## Exercise requirements:
Copy verbatim the block of lines in the entries below whose first line contains "filename apps/screener/src/routes/mod.rs" and whose last line contains "Router::new()". Leave out all other lines.

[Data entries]

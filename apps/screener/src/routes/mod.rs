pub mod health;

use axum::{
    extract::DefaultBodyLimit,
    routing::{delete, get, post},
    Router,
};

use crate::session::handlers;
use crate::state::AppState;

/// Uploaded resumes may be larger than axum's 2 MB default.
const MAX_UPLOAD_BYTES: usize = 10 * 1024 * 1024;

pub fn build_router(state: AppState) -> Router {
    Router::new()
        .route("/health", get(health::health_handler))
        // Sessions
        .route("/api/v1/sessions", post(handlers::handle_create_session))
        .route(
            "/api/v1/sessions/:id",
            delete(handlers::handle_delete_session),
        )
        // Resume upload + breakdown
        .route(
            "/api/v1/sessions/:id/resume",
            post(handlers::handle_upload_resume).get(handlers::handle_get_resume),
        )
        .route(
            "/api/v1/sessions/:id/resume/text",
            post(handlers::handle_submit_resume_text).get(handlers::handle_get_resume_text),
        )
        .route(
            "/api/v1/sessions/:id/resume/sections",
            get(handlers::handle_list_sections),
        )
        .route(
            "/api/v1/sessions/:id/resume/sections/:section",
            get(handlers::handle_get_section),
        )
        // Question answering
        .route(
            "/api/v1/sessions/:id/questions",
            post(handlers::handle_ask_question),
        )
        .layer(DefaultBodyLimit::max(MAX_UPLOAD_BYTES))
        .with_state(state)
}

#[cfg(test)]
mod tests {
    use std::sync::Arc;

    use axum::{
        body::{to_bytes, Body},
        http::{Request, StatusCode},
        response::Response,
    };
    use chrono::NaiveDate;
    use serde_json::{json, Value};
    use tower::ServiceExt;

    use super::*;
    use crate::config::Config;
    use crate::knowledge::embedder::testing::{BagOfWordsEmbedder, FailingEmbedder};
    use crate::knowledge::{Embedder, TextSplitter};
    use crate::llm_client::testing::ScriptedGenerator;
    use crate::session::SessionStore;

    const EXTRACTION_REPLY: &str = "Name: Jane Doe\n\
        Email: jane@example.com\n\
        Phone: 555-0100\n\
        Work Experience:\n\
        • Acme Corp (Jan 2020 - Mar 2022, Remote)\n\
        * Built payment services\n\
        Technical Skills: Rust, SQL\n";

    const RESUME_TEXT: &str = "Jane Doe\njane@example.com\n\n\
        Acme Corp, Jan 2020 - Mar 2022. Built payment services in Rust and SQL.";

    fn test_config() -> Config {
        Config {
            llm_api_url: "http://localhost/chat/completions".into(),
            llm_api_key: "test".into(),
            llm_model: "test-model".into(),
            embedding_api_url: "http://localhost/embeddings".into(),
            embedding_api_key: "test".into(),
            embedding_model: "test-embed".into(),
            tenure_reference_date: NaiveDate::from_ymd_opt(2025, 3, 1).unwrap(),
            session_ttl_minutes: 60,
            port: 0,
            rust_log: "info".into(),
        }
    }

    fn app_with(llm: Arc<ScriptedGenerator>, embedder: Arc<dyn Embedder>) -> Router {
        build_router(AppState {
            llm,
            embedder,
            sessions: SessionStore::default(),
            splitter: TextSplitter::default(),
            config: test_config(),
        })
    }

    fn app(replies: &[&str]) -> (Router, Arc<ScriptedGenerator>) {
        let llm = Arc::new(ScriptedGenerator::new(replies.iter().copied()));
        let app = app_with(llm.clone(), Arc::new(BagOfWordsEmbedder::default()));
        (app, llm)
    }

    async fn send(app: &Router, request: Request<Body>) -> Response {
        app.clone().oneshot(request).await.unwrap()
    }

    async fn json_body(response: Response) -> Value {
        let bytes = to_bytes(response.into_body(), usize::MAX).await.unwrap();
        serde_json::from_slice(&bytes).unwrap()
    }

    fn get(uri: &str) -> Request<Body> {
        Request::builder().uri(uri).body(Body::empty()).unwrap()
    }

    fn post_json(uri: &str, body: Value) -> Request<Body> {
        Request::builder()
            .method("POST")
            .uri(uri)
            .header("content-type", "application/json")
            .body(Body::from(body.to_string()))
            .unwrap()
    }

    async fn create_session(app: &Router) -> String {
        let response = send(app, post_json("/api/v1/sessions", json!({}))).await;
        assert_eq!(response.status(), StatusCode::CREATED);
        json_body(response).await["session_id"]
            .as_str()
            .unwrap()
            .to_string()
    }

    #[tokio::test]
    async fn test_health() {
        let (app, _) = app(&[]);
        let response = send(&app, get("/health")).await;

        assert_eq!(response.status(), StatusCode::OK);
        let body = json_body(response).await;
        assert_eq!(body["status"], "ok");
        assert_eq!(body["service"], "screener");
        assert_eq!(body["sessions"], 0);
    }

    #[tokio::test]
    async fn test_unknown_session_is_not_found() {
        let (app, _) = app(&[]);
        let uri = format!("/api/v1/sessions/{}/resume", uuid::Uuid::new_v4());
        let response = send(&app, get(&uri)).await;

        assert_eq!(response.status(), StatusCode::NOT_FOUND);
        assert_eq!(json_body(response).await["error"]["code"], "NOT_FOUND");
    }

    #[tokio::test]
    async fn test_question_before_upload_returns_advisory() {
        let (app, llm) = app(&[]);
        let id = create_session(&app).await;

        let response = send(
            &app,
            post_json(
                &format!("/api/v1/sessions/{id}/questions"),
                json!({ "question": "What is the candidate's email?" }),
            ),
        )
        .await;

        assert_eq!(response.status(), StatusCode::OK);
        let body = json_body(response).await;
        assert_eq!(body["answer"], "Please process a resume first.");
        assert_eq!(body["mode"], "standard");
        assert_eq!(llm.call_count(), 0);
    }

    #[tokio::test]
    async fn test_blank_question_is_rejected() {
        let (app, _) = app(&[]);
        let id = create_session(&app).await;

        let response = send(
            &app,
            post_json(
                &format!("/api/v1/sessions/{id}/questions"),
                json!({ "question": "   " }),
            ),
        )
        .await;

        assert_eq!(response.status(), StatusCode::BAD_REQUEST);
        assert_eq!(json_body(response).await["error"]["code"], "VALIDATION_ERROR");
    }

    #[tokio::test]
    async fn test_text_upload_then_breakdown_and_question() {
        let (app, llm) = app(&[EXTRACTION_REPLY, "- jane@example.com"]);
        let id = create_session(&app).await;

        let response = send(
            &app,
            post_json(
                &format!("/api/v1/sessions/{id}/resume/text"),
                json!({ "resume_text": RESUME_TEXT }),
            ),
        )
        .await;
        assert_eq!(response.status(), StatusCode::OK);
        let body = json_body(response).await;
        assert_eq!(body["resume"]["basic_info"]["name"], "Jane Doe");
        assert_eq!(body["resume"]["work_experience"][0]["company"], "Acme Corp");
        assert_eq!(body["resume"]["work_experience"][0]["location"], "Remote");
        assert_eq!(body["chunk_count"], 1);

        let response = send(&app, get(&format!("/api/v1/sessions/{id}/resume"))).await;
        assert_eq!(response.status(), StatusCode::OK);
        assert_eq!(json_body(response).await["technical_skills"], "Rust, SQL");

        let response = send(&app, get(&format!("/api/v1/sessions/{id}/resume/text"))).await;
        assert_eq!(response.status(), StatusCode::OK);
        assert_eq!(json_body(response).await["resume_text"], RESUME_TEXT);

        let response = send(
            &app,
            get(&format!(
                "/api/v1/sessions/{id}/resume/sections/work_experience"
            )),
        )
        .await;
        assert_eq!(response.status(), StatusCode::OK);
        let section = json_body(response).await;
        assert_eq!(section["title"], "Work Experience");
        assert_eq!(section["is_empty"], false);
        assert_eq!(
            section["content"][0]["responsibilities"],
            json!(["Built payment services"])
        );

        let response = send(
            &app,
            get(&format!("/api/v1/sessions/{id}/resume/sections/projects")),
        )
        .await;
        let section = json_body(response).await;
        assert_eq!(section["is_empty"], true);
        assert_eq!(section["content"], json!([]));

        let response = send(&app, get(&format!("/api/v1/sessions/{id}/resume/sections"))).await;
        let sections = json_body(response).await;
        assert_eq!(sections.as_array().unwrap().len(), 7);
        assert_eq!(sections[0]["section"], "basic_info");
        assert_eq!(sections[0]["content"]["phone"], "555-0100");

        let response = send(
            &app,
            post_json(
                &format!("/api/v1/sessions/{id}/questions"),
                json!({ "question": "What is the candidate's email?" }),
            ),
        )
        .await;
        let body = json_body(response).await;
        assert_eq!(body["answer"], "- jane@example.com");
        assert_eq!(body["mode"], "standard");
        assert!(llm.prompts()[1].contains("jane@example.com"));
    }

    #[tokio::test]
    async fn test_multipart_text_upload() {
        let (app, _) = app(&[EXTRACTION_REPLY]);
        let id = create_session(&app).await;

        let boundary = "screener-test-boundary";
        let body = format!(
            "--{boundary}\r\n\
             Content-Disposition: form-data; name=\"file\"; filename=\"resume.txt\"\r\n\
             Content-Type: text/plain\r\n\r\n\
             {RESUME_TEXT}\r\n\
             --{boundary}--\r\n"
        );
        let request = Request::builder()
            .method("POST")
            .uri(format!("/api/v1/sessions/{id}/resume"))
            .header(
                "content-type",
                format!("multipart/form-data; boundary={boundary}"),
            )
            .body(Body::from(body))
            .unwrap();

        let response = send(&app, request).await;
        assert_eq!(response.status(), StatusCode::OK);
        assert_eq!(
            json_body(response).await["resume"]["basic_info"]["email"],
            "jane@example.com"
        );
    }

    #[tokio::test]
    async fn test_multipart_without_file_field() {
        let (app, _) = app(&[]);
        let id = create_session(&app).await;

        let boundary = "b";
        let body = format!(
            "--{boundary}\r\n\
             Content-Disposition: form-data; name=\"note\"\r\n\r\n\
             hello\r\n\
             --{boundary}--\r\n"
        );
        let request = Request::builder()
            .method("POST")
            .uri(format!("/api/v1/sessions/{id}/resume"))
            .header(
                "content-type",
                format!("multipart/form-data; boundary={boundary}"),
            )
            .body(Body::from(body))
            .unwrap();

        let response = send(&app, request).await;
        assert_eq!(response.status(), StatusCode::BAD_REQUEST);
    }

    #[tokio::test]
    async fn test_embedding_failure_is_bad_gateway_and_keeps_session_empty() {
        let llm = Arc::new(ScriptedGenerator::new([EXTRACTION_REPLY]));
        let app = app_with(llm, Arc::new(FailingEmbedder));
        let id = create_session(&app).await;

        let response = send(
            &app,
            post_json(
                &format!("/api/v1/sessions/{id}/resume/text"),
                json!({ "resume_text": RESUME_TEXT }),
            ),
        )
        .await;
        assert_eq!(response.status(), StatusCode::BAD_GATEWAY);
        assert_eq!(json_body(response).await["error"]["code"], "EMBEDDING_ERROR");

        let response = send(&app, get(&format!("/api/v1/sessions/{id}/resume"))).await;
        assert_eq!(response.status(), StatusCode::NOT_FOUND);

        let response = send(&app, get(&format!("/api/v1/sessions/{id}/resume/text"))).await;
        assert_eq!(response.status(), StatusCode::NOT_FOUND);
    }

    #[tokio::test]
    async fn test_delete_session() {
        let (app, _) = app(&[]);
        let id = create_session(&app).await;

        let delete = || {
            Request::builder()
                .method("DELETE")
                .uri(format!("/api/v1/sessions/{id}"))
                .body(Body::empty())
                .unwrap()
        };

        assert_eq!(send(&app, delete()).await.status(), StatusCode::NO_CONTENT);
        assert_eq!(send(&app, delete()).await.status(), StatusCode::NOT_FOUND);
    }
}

---

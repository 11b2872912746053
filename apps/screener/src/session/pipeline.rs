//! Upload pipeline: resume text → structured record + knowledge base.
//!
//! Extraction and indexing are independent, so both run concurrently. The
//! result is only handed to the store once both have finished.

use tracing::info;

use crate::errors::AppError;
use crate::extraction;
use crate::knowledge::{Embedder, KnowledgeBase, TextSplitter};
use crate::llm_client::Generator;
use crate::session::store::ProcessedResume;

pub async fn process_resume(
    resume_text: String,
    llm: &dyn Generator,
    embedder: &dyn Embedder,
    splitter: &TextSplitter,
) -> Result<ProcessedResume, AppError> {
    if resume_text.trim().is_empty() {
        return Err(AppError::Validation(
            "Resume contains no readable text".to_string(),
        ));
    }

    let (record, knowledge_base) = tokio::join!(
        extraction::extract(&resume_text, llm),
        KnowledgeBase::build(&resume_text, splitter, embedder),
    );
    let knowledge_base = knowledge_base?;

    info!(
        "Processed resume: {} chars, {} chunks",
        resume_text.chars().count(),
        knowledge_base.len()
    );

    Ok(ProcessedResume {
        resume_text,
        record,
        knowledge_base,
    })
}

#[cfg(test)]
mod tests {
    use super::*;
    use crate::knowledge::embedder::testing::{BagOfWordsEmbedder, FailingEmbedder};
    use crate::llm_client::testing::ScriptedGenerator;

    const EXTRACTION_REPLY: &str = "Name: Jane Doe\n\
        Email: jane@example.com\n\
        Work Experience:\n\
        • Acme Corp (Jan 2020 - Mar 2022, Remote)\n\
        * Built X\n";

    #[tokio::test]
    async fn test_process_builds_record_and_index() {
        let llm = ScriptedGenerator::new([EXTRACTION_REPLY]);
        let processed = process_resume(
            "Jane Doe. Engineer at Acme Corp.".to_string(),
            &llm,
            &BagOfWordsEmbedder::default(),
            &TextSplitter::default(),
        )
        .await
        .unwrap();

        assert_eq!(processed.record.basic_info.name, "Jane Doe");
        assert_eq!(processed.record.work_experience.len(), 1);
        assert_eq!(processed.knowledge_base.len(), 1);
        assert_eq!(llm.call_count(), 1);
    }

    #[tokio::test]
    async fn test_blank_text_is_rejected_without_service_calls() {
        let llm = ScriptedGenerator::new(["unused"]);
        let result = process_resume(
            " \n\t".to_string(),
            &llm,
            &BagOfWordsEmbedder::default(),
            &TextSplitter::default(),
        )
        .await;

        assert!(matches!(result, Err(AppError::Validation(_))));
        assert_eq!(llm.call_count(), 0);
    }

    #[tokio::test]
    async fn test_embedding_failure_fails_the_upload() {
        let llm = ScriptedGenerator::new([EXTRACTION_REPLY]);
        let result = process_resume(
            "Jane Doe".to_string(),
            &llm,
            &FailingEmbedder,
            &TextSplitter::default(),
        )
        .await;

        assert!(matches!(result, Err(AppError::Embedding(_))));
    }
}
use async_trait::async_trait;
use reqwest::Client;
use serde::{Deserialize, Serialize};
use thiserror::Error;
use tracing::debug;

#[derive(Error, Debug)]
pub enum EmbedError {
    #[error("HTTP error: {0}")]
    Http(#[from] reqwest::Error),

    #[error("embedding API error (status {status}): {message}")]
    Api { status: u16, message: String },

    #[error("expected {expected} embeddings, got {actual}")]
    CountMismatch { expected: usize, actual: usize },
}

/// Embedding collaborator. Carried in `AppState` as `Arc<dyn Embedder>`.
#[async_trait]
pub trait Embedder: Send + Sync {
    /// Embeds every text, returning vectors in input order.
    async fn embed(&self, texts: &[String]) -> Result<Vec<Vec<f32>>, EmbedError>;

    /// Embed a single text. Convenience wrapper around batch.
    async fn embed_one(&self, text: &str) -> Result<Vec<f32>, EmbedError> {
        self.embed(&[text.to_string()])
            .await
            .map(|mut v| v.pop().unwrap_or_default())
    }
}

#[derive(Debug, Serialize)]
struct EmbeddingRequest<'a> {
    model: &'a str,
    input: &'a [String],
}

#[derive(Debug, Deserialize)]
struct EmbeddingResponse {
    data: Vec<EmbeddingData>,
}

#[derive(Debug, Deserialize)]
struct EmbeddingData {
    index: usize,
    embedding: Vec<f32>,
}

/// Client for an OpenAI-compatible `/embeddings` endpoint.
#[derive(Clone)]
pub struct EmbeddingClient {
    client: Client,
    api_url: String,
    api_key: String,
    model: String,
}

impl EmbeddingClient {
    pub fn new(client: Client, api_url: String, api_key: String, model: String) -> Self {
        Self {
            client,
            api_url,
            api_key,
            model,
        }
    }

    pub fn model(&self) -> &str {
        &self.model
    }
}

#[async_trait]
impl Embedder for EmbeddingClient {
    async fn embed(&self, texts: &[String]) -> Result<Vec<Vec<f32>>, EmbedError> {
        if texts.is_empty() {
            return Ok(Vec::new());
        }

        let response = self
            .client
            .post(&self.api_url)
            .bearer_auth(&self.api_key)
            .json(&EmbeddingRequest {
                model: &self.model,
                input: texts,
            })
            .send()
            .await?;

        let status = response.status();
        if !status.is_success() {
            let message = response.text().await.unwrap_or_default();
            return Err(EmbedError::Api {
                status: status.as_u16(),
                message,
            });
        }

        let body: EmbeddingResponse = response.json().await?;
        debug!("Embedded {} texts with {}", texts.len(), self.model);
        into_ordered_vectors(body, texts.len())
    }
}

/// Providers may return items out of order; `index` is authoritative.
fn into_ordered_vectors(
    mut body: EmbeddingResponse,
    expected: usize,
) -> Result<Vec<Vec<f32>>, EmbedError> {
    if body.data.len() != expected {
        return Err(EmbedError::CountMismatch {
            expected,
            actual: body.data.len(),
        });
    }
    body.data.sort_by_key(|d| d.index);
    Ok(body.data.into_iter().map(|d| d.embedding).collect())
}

## Solution for this exercise:
filename apps/screener/src/routes/mod.rs
pub mod health;

use axum::{
    extract::DefaultBodyLimit,
    routing::{delete, get, post},
    Router,
};

use crate::session::handlers;
use crate::state::AppState;

/// Uploaded resumes may be larger than axum's 2 MB default.
const MAX_UPLOAD_BYTES: usize = 10 * 1024 * 1024;

pub fn build_router(state: AppState) -> Router {
    Router::new()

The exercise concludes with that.